Given Language Models, Why Learn About Large Language Models?

Dated Nov 30, 2025; last modified on Sun, 30 Nov 2025

This part of seems pertinent to respond to “LLMs are just (auto-complete; Markov chains; [insert pre-existing LM-adjacent tech]) on steroids”.

Scale

LLMs are massive. From 2018 - 2022, model sizes have increased 5000x. OpenAI’s GPT model from June 2018 had 110M parameters; GPT-3 from May 2020 had 175B parameters. LLM providers no longer seem to advertise their parameter counts; GPT-4 was leaked to have 1.8T parameters.

LLMs as Standalone Systems

Unlike LMs that were used as components of larger systems, e.g., machine translation, LLMs are increasingly capable of being a standalone system. Recall that LMs are capable of conditional generation (given a prompt, generate a completion). This allows the same LLM to solve a variety of tasks by changing the prompt, e.g.,

  • Question answering by prompting with a “fill in the blank”, e.g., Frederic, Chopin, was, born, in \(\rightsquigarrow\) 1810, in, Poland.
  • Generate new articles, e.g., Title: NLP Researchers at Stanford Discover Black Holes in Language Models. Article: On January 3,

In-Context Learning

In normal supervised learning, one specifies a training set and trains a model to fit those examples. Each training run produces a different model.

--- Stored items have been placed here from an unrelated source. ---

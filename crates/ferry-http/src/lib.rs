// SPDX-License-Identifier: Apache-2.0
// © James Ross Ω FLYING•ROBOTS <https://github.com/flyingrobots>
//! Blocking HTTP implementation of the ferry `Transport` port.
//!
//! Talks to a 0.6-style changeset API:
//!
//! * `PUT  {base}/api/0.6/changeset/create`       — body: changeset payload
//! * `POST {base}/api/0.6/changeset/{id}/upload`  — body: osmChange payload
//! * `PUT  {base}/api/0.6/changeset/{id}/close`
//!
//! All calls are blocking and unretried — the engine's ordering and
//! no-duplicate guarantees depend on both. Authentication is HTTP basic.
#![forbid(unsafe_code)]
#![deny(missing_docs, rust_2018_idioms, unused_must_use)]
#![deny(
    clippy::all,
    clippy::pedantic,
    clippy::nursery,
    clippy::cargo,
    clippy::unwrap_used,
    clippy::expect_used,
    clippy::panic,
    clippy::todo,
    clippy::unimplemented,
    clippy::dbg_macro,
    clippy::print_stdout,
    clippy::print_stderr
)]
#![allow(
    clippy::must_use_candidate,
    clippy::missing_const_for_fn,
    clippy::module_name_repetitions,
    clippy::multiple_crate_versions
)]

use std::collections::BTreeMap;

use ferry_core::{
    BatchPayload, ChangesetId, ElementResult, Transport, TransportError,
};
use tracing::debug;

/// User-Agent sent with every request.
pub const USER_AGENT: &str = concat!("ferry/", env!("CARGO_PKG_VERSION"));

/// Blocking HTTP transport with basic auth.
#[derive(Debug)]
pub struct HttpTransport {
    client: reqwest::blocking::Client,
    base: String,
    user: String,
    password: String,
}

impl HttpTransport {
    /// Builds a transport against `base` (e.g. `https://api.openstreetmap.org`).
    ///
    /// # Errors
    /// Returns [`TransportError::Network`] if the underlying client cannot
    /// be constructed.
    pub fn new(
        base: impl Into<String>,
        user: impl Into<String>,
        password: impl Into<String>,
    ) -> Result<Self, TransportError> {
        let client = reqwest::blocking::Client::builder()
            .user_agent(USER_AGENT)
            .build()
            .map_err(|err| TransportError::Network {
                action: "client setup",
                message: err.to_string(),
            })?;
        let mut base = base.into();
        while base.ends_with('/') {
            base.pop();
        }
        Ok(Self {
            client,
            base,
            user: user.into(),
            password: password.into(),
        })
    }

    /// The API base this transport talks to.
    pub fn base(&self) -> &str {
        &self.base
    }

    fn url(&self, path: &str) -> String {
        format!("{}/api/0.6/{path}", self.base)
    }

    /// Sends one request and returns the body of a successful response.
    fn send(
        &self,
        action: &'static str,
        request: reqwest::blocking::RequestBuilder,
    ) -> Result<String, TransportError> {
        let response = request
            .basic_auth(&self.user, Some(&self.password))
            .header("Content-Type", "text/xml; charset=utf-8")
            .send()
            .map_err(|err| TransportError::Network {
                action,
                message: err.to_string(),
            })?;
        let status = response.status();
        let body = response.text().map_err(|err| TransportError::Network {
            action,
            message: err.to_string(),
        })?;
        if !status.is_success() {
            return Err(TransportError::Status {
                action,
                status: status.as_u16(),
                body,
            });
        }
        Ok(body)
    }
}

impl Transport for HttpTransport {
    fn create_changeset(
        &self,
        tags: &BTreeMap<String, String>,
    ) -> Result<ChangesetId, TransportError> {
        let payload =
            ferry_osm::changeset_payload(tags).map_err(|err| TransportError::Malformed {
                action: "create_changeset",
                message: err.to_string(),
            })?;
        let url = self.url("changeset/create");
        debug!(%url, "creating changeset");
        let body = self.send("create_changeset", self.client.put(url).body(payload))?;
        let id = body
            .trim()
            .parse::<u64>()
            .map_err(|_| TransportError::Malformed {
                action: "create_changeset",
                message: format!("expected a numeric changeset id, got `{}`", body.trim()),
            })?;
        Ok(ChangesetId::from_raw(id))
    }

    fn upload_batch(
        &self,
        payload: &BatchPayload<'_>,
    ) -> Result<Vec<ElementResult>, TransportError> {
        let body = ferry_osm::osm_change_payload(payload).map_err(|err| {
            TransportError::Malformed {
                action: "upload_batch",
                message: err.to_string(),
            }
        })?;
        let url = self.url(&format!("changeset/{}/upload", payload.changeset));
        debug!(%url, edits = payload.len(), "uploading batch");
        let response = self.send("upload_batch", self.client.post(url).body(body))?;
        ferry_osm::parse_diff_result(&response).map_err(|err| TransportError::Malformed {
            action: "upload_batch",
            message: err.to_string(),
        })
    }

    fn close_changeset(&self, id: ChangesetId) -> Result<(), TransportError> {
        let url = self.url(&format!("changeset/{id}/close"));
        debug!(%url, "closing changeset");
        self.send("close_changeset", self.client.put(url))?;
        Ok(())
    }
}
// SPDX-License-Identifier: Apache-2.0
// © James Ross Ω FLYING•ROBOTS <https://github.com/flyingrobots>
//! JOSM-style `.osm` document reading.
//!
//! Handles the subset the upload pipeline consumes: `<node>`, `<way>`,
//! `<relation>` with their `<tag>`, `<nd>`, `<member>` children. Unknown
//! elements (`<bounds>` and friends) are skipped. osmChange marker elements
//! (`<add>`, `<modify>`, `<delete>`) anywhere in the tree set the
//! document's `incremental` flag — the orchestrator rejects such documents
//! outright rather than corrupting remote state with them.

use std::collections::BTreeMap;
use std::fs;
use std::path::Path;

use ferry_core::{Action, Document, Element, ElementId, ElementKind, Reference};
use quick_xml::events::{BytesStart, Event};
use quick_xml::Reader;

use crate::OsmError;

/// Element names that mark an osmChange-style incremental document.
const CHANGE_MARKERS: [&str; 3] = ["add", "modify", "delete"];

/// Reads a document from a file path.
///
/// # Errors
/// Returns [`OsmError`] on I/O failure or any condition of
/// [`read_document`].
pub fn read_document_from_path(path: impl AsRef<Path>) -> Result<Document, OsmError> {
    let text = fs::read_to_string(path)?;
    read_document(&text)
}

/// Parses a JOSM-style `.osm` document.
///
/// # Errors
/// Returns [`OsmError::UnexpectedRoot`] when the root is not `<osm>`, and
/// attribute errors for elements missing an `id` or carrying values that do
/// not parse. A missing `ref` on `<nd>`/`<member>` children is tolerated
/// (the child is dropped), matching the tolerance of the wider OSM
/// toolchain.
pub fn read_document(text: &str) -> Result<Document, OsmError> {
    let mut reader = Reader::from_str(text);
    let mut document = Document::default();
    let mut root_seen = false;
    let mut current: Option<Element> = None;

    loop {
        match reader.read_event()? {
            Event::Start(start) => {
                let name = element_name(&start);
                if !root_seen {
                    require_osm_root(&name)?;
                    root_seen = true;
                    continue;
                }
                if CHANGE_MARKERS.contains(&name.as_str()) {
                    document.incremental = true;
                    continue;
                }
                match &mut current {
                    None => {
                        if let Some(kind) = ElementKind::from_name(&name) {
                            current = Some(begin_element(kind, &start)?);
                        }
                    }
                    Some(element) => append_child(element, &name, &start)?,
                }
            }
            Event::Empty(start) => {
                let name = element_name(&start);
                if !root_seen {
                    require_osm_root(&name)?;
                    root_seen = true;
                    continue;
                }
                if CHANGE_MARKERS.contains(&name.as_str()) {
                    document.incremental = true;
                    continue;
                }
                match &mut current {
                    None => {
                        if let Some(kind) = ElementKind::from_name(&name) {
                            document.elements.push(begin_element(kind, &start)?);
                        }
                    }
                    Some(element) => append_child(element, &name, &start)?,
                }
            }
            Event::End(end) => {
                let name = String::from_utf8_lossy(end.name().as_ref()).into_owned();
                let closes_current = current
                    .as_ref()
                    .is_some_and(|element| element.kind.name() == name);
                if closes_current {
                    document.elements.extend(current.take());
                }
            }
            Event::Eof => break,
            _ => {}
        }
    }
    Ok(document)
}

fn element_name(start: &BytesStart<'_>) -> String {
    String::from_utf8_lossy(start.name().as_ref()).into_owned()
}

fn require_osm_root(name: &str) -> Result<(), OsmError> {
    if name == "osm" {
        Ok(())
    } else {
        Err(OsmError::UnexpectedRoot {
            expected: "osm",
            found: name.to_string(),
        })
    }
}

/// Builds an element from its start tag: `id` required, `action` optional,
/// all other attributes carried opaquely.
fn begin_element(kind: ElementKind, start: &BytesStart<'_>) -> Result<Element, OsmError> {
    let mut attrs = collect_attrs(start)?;
    let raw_id = attrs
        .remove("id")
        .ok_or_else(|| OsmError::MissingAttribute {
            element: kind.name().to_string(),
            attribute: "id",
        })?;
    let id = parse_id("element id", &raw_id)?;
    let action = match attrs.remove("action") {
        None => Action::default(),
        Some(raw) => Action::from_name(&raw).ok_or(OsmError::InvalidValue {
            what: "action",
            value: raw,
        })?,
    };
    // A stray changeset attribute from an earlier export must not collide
    // with the one ferry stamps at upload time.
    attrs.remove("changeset");

    let mut element = Element::new(kind, id);
    element.action = action;
    element.attrs = attrs;
    Ok(element)
}

/// Applies a `<tag>`, `<nd>`, or `<member>` child; unknown children are
/// skipped.
fn append_child(
    element: &mut Element,
    name: &str,
    start: &BytesStart<'_>,
) -> Result<(), OsmError> {
    match name {
        "tag" => {
            let mut attrs = collect_attrs(start)?;
            let key = attrs.remove("k").ok_or_else(|| OsmError::MissingAttribute {
                element: "tag".to_string(),
                attribute: "k",
            })?;
            let value = attrs.remove("v").ok_or_else(|| OsmError::MissingAttribute {
                element: "tag".to_string(),
                attribute: "v",
            })?;
            element.tags.insert(key, value);
        }
        "nd" => {
            let attrs = collect_attrs(start)?;
            if let Some(raw) = attrs.get("ref") {
                let id = parse_id("nd ref", raw)?;
                element.refs.push(Reference::new(ElementKind::Node, id));
            }
        }
        "member" => {
            let attrs = collect_attrs(start)?;
            let Some(raw_ref) = attrs.get("ref") else {
                return Ok(());
            };
            let raw_kind = attrs
                .get("type")
                .ok_or_else(|| OsmError::MissingAttribute {
                    element: "member".to_string(),
                    attribute: "type",
                })?;
            let kind = ElementKind::from_name(raw_kind).ok_or_else(|| OsmError::InvalidValue {
                what: "member type",
                value: raw_kind.clone(),
            })?;
            let id = parse_id("member ref", raw_ref)?;
            let role = attrs
                .get("role")
                .filter(|role| !role.is_empty())
                .cloned();
            element.refs.push(Reference { kind, id, role });
        }
        _ => {}
    }
    Ok(())
}

fn collect_attrs(start: &BytesStart<'_>) -> Result<BTreeMap<String, String>, OsmError> {
    let mut out = BTreeMap::new();
    for attr in start.attributes() {
        let attr = attr?;
        let key = String::from_utf8_lossy(attr.key.as_ref()).into_owned();
        let value = attr.unescape_value()?.into_owned();
        out.insert(key, value);
    }
    Ok(out)
}

fn parse_id(what: &'static str, raw: &str) -> Result<ElementId, OsmError> {
    raw.parse::<i64>()
        .map(ElementId::from_raw)
        .map_err(|_| OsmError::InvalidValue {
            what,
            value: raw.to_string(),
        })
}
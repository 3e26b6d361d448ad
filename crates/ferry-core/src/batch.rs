// SPDX-License-Identifier: Apache-2.0
// © James Ross Ω FLYING•ROBOTS <https://github.com/flyingrobots>
//! Diffset: the smallest atomically-uploaded group of edits.
//!
//! A diffset accumulates creates/modifies/deletes until `batch_limit`, then
//! uploads itself and closes. Closure is terminal; the owner reacts to a
//! rejected add by rotating to a fresh diffset and retrying once. That
//! rejection travels as a crate-private [`AddOutcome`] variant carrying the
//! element back to the caller — it is control flow, not an error, and never
//! reaches the public taxonomy.

use tracing::info;

use crate::element::{Action, ChangesetId, Element};
use crate::error::UploadError;
use crate::idmap::IdMap;
use crate::store::MapStore;
use crate::transport::{BatchPayload, Transport};

/// Outcome of an `add` against a diffset or changeset.
#[derive(Debug)]
pub(crate) enum AddOutcome {
    /// The element was accepted. `uploaded` is `true` when accepting it
    /// filled the container and triggered an upload.
    Added {
        /// Whether this add triggered a batch upload.
        uploaded: bool,
    },
    /// The container is closed. The element is handed back so the owner can
    /// rotate to a successor and retry the same add exactly once.
    Closed(Element),
}

/// One bounded, atomically-uploaded batch of edits.
#[derive(Debug)]
pub(crate) struct DiffSet {
    creates: Vec<Element>,
    modifies: Vec<Element>,
    deletes: Vec<Element>,
    count: usize,
    closed: bool,
    limit: usize,
}

impl DiffSet {
    /// An empty, open diffset bounded by `limit` edits (minimum 1).
    pub(crate) fn new(limit: usize) -> Self {
        Self {
            creates: Vec::new(),
            modifies: Vec::new(),
            deletes: Vec::new(),
            count: 0,
            closed: false,
            limit: limit.max(1),
        }
    }

    /// Appends `element` to the list selected by `action`.
    ///
    /// Reaching the limit triggers an immediate upload, after which the
    /// diffset is closed and the next add is rejected with
    /// [`AddOutcome::Closed`].
    pub(crate) fn add<T: Transport, S: MapStore>(
        &mut self,
        action: Action,
        element: Element,
        changeset: ChangesetId,
        transport: &T,
        idmap: &mut IdMap<S>,
    ) -> Result<AddOutcome, UploadError> {
        if self.closed {
            return Ok(AddOutcome::Closed(element));
        }
        match action {
            Action::Create => self.creates.push(element),
            Action::Modify => self.modifies.push(element),
            Action::Delete => self.deletes.push(element),
        }
        self.count += 1;
        let mut uploaded = false;
        if self.count >= self.limit {
            uploaded = self.upload(changeset, transport, idmap)?;
        }
        Ok(AddOutcome::Added { uploaded })
    }

    /// Uploads the accumulated edits as one atomic payload.
    ///
    /// A no-op on an empty or already-closed diffset, so force-flushing at
    /// close time is always safe. On success every per-element result is fed
    /// into the identifier map, the map is persisted exactly once, and the
    /// diffset closes. The store's pending marker brackets the window
    /// between server acceptance and persist.
    ///
    /// Returns `true` when a batch was actually sent.
    pub(crate) fn upload<T: Transport, S: MapStore>(
        &mut self,
        changeset: ChangesetId,
        transport: &T,
        idmap: &mut IdMap<S>,
    ) -> Result<bool, UploadError> {
        if self.count == 0 || self.closed {
            return Ok(false);
        }
        let payload = BatchPayload {
            changeset,
            creates: &self.creates,
            modifies: &self.modifies,
            deletes: &self.deletes,
        };
        info!(%changeset, edits = self.count, "uploading diffset");
        idmap.mark_pending()?;
        let results = transport.upload_batch(&payload)?;
        for result in results {
            match result.permanent_id {
                Some(permanent) => idmap.record(result.kind, result.source_id, permanent)?,
                None => idmap.record_deleted(result.kind, result.source_id),
            }
        }
        idmap.persist()?;
        self.closed = true;
        Ok(true)
    }
}
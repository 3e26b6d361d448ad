// SPDX-License-Identifier: Apache-2.0
// © James Ross Ω FLYING•ROBOTS <https://github.com/flyingrobots>
//! Upload orchestrator: walks a document in dependency-safe order and feeds
//! it through the changeset/diffset machinery.
//!
//! Processing order is nodes, then ways, then relations. Elements whose
//! source identifier is already mapped are skipped — this is what makes a
//! re-run against a populated identifier map idempotent. References whose
//! target is already mapped are rewritten in place; unmapped references are
//! left untouched, pointing at elements uploaded earlier in the same run
//! (the server resolves same-batch forward references).

use std::collections::BTreeMap;

use tracing::{debug, info};

use crate::batch::AddOutcome;
use crate::changeset::Changeset;
use crate::element::{Document, Element, ElementId, ElementKind};
use crate::error::{DocumentError, UploadError};
use crate::idmap::IdMap;
use crate::resolver;
use crate::store::MapStore;
use crate::transport::Transport;

/// Hard bound on child references per composite element. The server enforces
/// a comparable bound; rejecting up front beats failing mid-upload.
pub const MAX_CHILD_REFS: usize = 2000;

/// Container bounds for the two-level chunking.
#[derive(Debug, Clone, Copy)]
pub struct Limits {
    /// Edits per diffset (server-side atomic batch). Minimum 1.
    pub batch: usize,
    /// Edits per changeset (server-imposed transaction ceiling). Minimum 1.
    pub changeset: usize,
}

impl Default for Limits {
    fn default() -> Self {
        Self {
            batch: 1000,
            changeset: 50_000,
        }
    }
}

/// What a completed run did.
#[derive(Debug, Clone, Copy, Default, PartialEq, Eq)]
pub struct Summary {
    /// Batches accepted by the server.
    pub batches_uploaded: usize,
    /// Server-side changesets opened (and closed) by the run.
    pub changesets_used: usize,
    /// Elements skipped because their source identifier was already mapped.
    pub elements_skipped: usize,
    /// Elements submitted to the server.
    pub elements_uploaded: usize,
}

/// The upload engine: owns the transport, the identifier map, and the run
/// configuration.
#[derive(Debug)]
pub struct Uploader<T, S> {
    transport: T,
    idmap: IdMap<S>,
    tags: BTreeMap<String, String>,
    limits: Limits,
}

impl<T: Transport, S: MapStore> Uploader<T, S> {
    /// Builds an uploader. `tags` describe the run (comment, created_by …)
    /// and are attached to every changeset it opens.
    pub fn new(
        transport: T,
        idmap: IdMap<S>,
        tags: BTreeMap<String, String>,
        limits: Limits,
    ) -> Self {
        Self {
            transport,
            idmap,
            tags,
            limits,
        }
    }

    /// Read access to the identifier map (e.g. for reporting).
    pub fn idmap(&self) -> &IdMap<S> {
        &self.idmap
    }

    /// Consumes the uploader and returns the identifier map.
    pub fn into_idmap(self) -> IdMap<S> {
        self.idmap
    }

    /// Uploads `document`, returning a run summary.
    ///
    /// Validation failures abort before any network call. Transport failures
    /// on create/upload abort immediately; a failed changeset close is
    /// logged and tolerated. After all elements are processed the current
    /// changeset is force-closed, flushing any partial final diffset.
    ///
    /// # Errors
    /// Returns [`UploadError`] per the taxonomy in [`crate::error`].
    pub fn run(&mut self, document: &Document) -> Result<Summary, UploadError> {
        validate(document)?;

        let mut changeset = Changeset::new(self.tags.clone(), &self.limits);
        let mut summary = Summary::default();

        for kind in [ElementKind::Node, ElementKind::Way] {
            for element in document.iter_kind(kind) {
                if self.idmap.contains(kind, element.id) {
                    debug!(%kind, id = %element.id, "already mapped; skipping");
                    summary.elements_skipped += 1;
                    continue;
                }
                let element = self.rewrite_refs(element.clone());
                self.submit(&mut changeset, element, &mut summary)?;
            }
        }

        self.run_relations(document, &mut changeset, &mut summary)?;

        changeset.close(&self.transport, &mut self.idmap)?;
        retire(&changeset, &mut summary);
        info!(
            batches = summary.batches_uploaded,
            changesets = summary.changesets_used,
            uploaded = summary.elements_uploaded,
            skipped = summary.elements_skipped,
            "run complete"
        );
        Ok(summary)
    }

    /// Relations either go through in document order (no relation references
    /// a relation — the cheap path) or in resolver order.
    fn run_relations(
        &mut self,
        document: &Document,
        changeset: &mut Changeset,
        summary: &mut Summary,
    ) -> Result<(), UploadError> {
        let relations: Vec<&Element> = document.iter_kind(ElementKind::Relation).collect();
        if relations.is_empty() {
            return Ok(());
        }

        if !resolver::any_relation_reference(&relations) {
            for element in relations {
                if self.idmap.contains(ElementKind::Relation, element.id) {
                    summary.elements_skipped += 1;
                    continue;
                }
                let element = self.rewrite_refs(element.clone());
                self.submit(changeset, element, summary)?;
            }
            return Ok(());
        }

        let pending: Vec<&Element> = relations
            .iter()
            .filter(|r| !self.idmap.contains(ElementKind::Relation, r.id))
            .copied()
            .collect();
        summary.elements_skipped += relations.len() - pending.len();

        let order = resolver::upload_order(&pending)?;
        let by_id: BTreeMap<ElementId, &Element> =
            pending.iter().map(|r| (r.id, *r)).collect();
        for id in order {
            let Some(element) = by_id.get(&id) else {
                return Err(UploadError::Internal("resolver emitted an unknown id"));
            };
            let element = self.rewrite_refs((*element).clone());
            self.submit(changeset, element, summary)?;
        }
        Ok(())
    }

    /// Rewrites every reference whose target is already mapped; unmapped
    /// references stay as-is for same-run forward resolution.
    fn rewrite_refs(&self, mut element: Element) -> Element {
        for r in &mut element.refs {
            if let Some(mapped) = self.idmap.lookup(r.kind, r.id) {
                r.id = mapped;
            }
        }
        element
    }

    /// Submits one element, rotating to a successor changeset when the
    /// current one has closed (the single rotate-and-retry site).
    fn submit(
        &mut self,
        changeset: &mut Changeset,
        element: Element,
        summary: &mut Summary,
    ) -> Result<(), UploadError> {
        let action = element.action;
        match changeset.add(action, element, &self.transport, &mut self.idmap)? {
            AddOutcome::Added { .. } => {}
            AddOutcome::Closed(element) => {
                retire(changeset, summary);
                *changeset = Changeset::new(self.tags.clone(), &self.limits);
                match changeset.add(action, element, &self.transport, &mut self.idmap)? {
                    AddOutcome::Added { .. } => {}
                    AddOutcome::Closed(_) => {
                        return Err(UploadError::Internal(
                            "fresh changeset rejected an add",
                        ));
                    }
                }
            }
        }
        summary.elements_uploaded += 1;
        Ok(())
    }
}

/// Folds a finished changeset's counters into the run summary.
fn retire(changeset: &Changeset, summary: &mut Summary) {
    summary.batches_uploaded += changeset.batches_uploaded();
    if changeset.was_opened() {
        summary.changesets_used += 1;
    }
}

/// Rejects documents this pipeline must not touch. Runs before any network
/// call.
fn validate(document: &Document) -> Result<(), DocumentError> {
    if document.incremental {
        return Err(DocumentError::IncrementalChange);
    }
    for element in &document.elements {
        if element.refs.len() > MAX_CHILD_REFS {
            return Err(DocumentError::OversizedElement {
                kind: element.kind,
                id: element.id,
                count: element.refs.len(),
                limit: MAX_CHILD_REFS,
            });
        }
    }
    Ok(())
}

With in-context learning, one LLM can be coaxed via prompts to perform different tasks.

Suppose we want direct answers, and not:

Input: Where is Stanford University?

Output: Stanford University is in California

… we can have a prompt that includes examples of what input/output pairs look like. GPT-3 is able to produce the desired answer:

Input: Where is MIT?

Output: Cambridge

Input: Where is University of Washington?

Output: Seattle

Input: Where is Stanford University?

Output: Stanford

LMs in the Real World

In the research world, every state-of-the-art system in Natural Language Processing (e.g., sentiment classification, question answering, summarization, machine translation) are all based on some type of language model.

The fact that most production systems are closed makes it harder to know. But some high profile LLM applications are in Google Search, Facebook’s content moderation, ChatGPT, etc. LLMs are affecting billions of people.

Risks

LLMs are unreliable; sometimes they produce answers that seem correct. In high-stakes applications, giving the wrong information has dire consequences.

Machine Learning systems exhibit social bias. For example, is the probability of The software developer finished the program. He celebrated. higher than that of The software developer finished the program. She celebrated.?

The training data has a lot of internet data that inevitably contains offensive contents. For example, GPT-3 has been shown to output anti-Muslim stereotypes, e.g., Two Muslims walked into a ___.

LLMs can be used to run disinformation campaigns with greater ease. Malicious actors can create fluent, persuasive text without the risks of hiring native speakers.

Because LLMs are trained on a scrape of the public internet, attackers can perform a data poisoning attack, e.g., poison documents can be injected into the training set such that the model generates negative sentiment whenever “Apple iPhone” is in the prompt.

How do the poison documents disproportionately affect the LLMs output? Aren’t all training data weighed equally?

LMs are trained on copyright data, e.g., books. Does that count as fair use? Try prompting an LLM with the first line of Harry Potter: Mr. and Mrs. Dursley of number four, Priver Drive, __.

LLMs are quite expensive to work with. Training requires parallelizing over lots of GPUs, e.g., GPT-3 cost $5M. Inference on the trained model to make predictions also incurs a continual cost.

Closely accompanying rising costs is that recent LLMs, e.g., GPT-3 are closed and only behind API access. Some efforts are trying to keep models open, e.g., Hugging Face’s Big Science Project brought together 1,000 researchers to release an open 176B parameter LLM ; with its open Discord channel; Stanford’s Center for Research on Foundation Models .

There is an environmental impact to powering that many GPUs. However, the cost-benefit tradeoff is subtle, e.g., if a single LLM can be trained once and power many downstream tasks, then it might be cheaper than training individual task-specific models.

References

  1. Introduction | CS324. Percy Liang; Tatsunori Hashimoto; Christopher Ré. stanford-cs324.github.io . 2022. Accessed Nov 30, 2025.
  2. BLOOM. bigscience.huggingface.co . Accessed Nov 30, 2025.
  3. EleutherAI. www.eleuther.ai . Accessed Nov 30, 2025.
  4. Stanford CRFM. crfm.stanford.edu . Accessed Nov 30, 2025.
  5. GPT-4's details are leaked : mlscaling. www.reddit.com . Accessed Nov 30, 2025.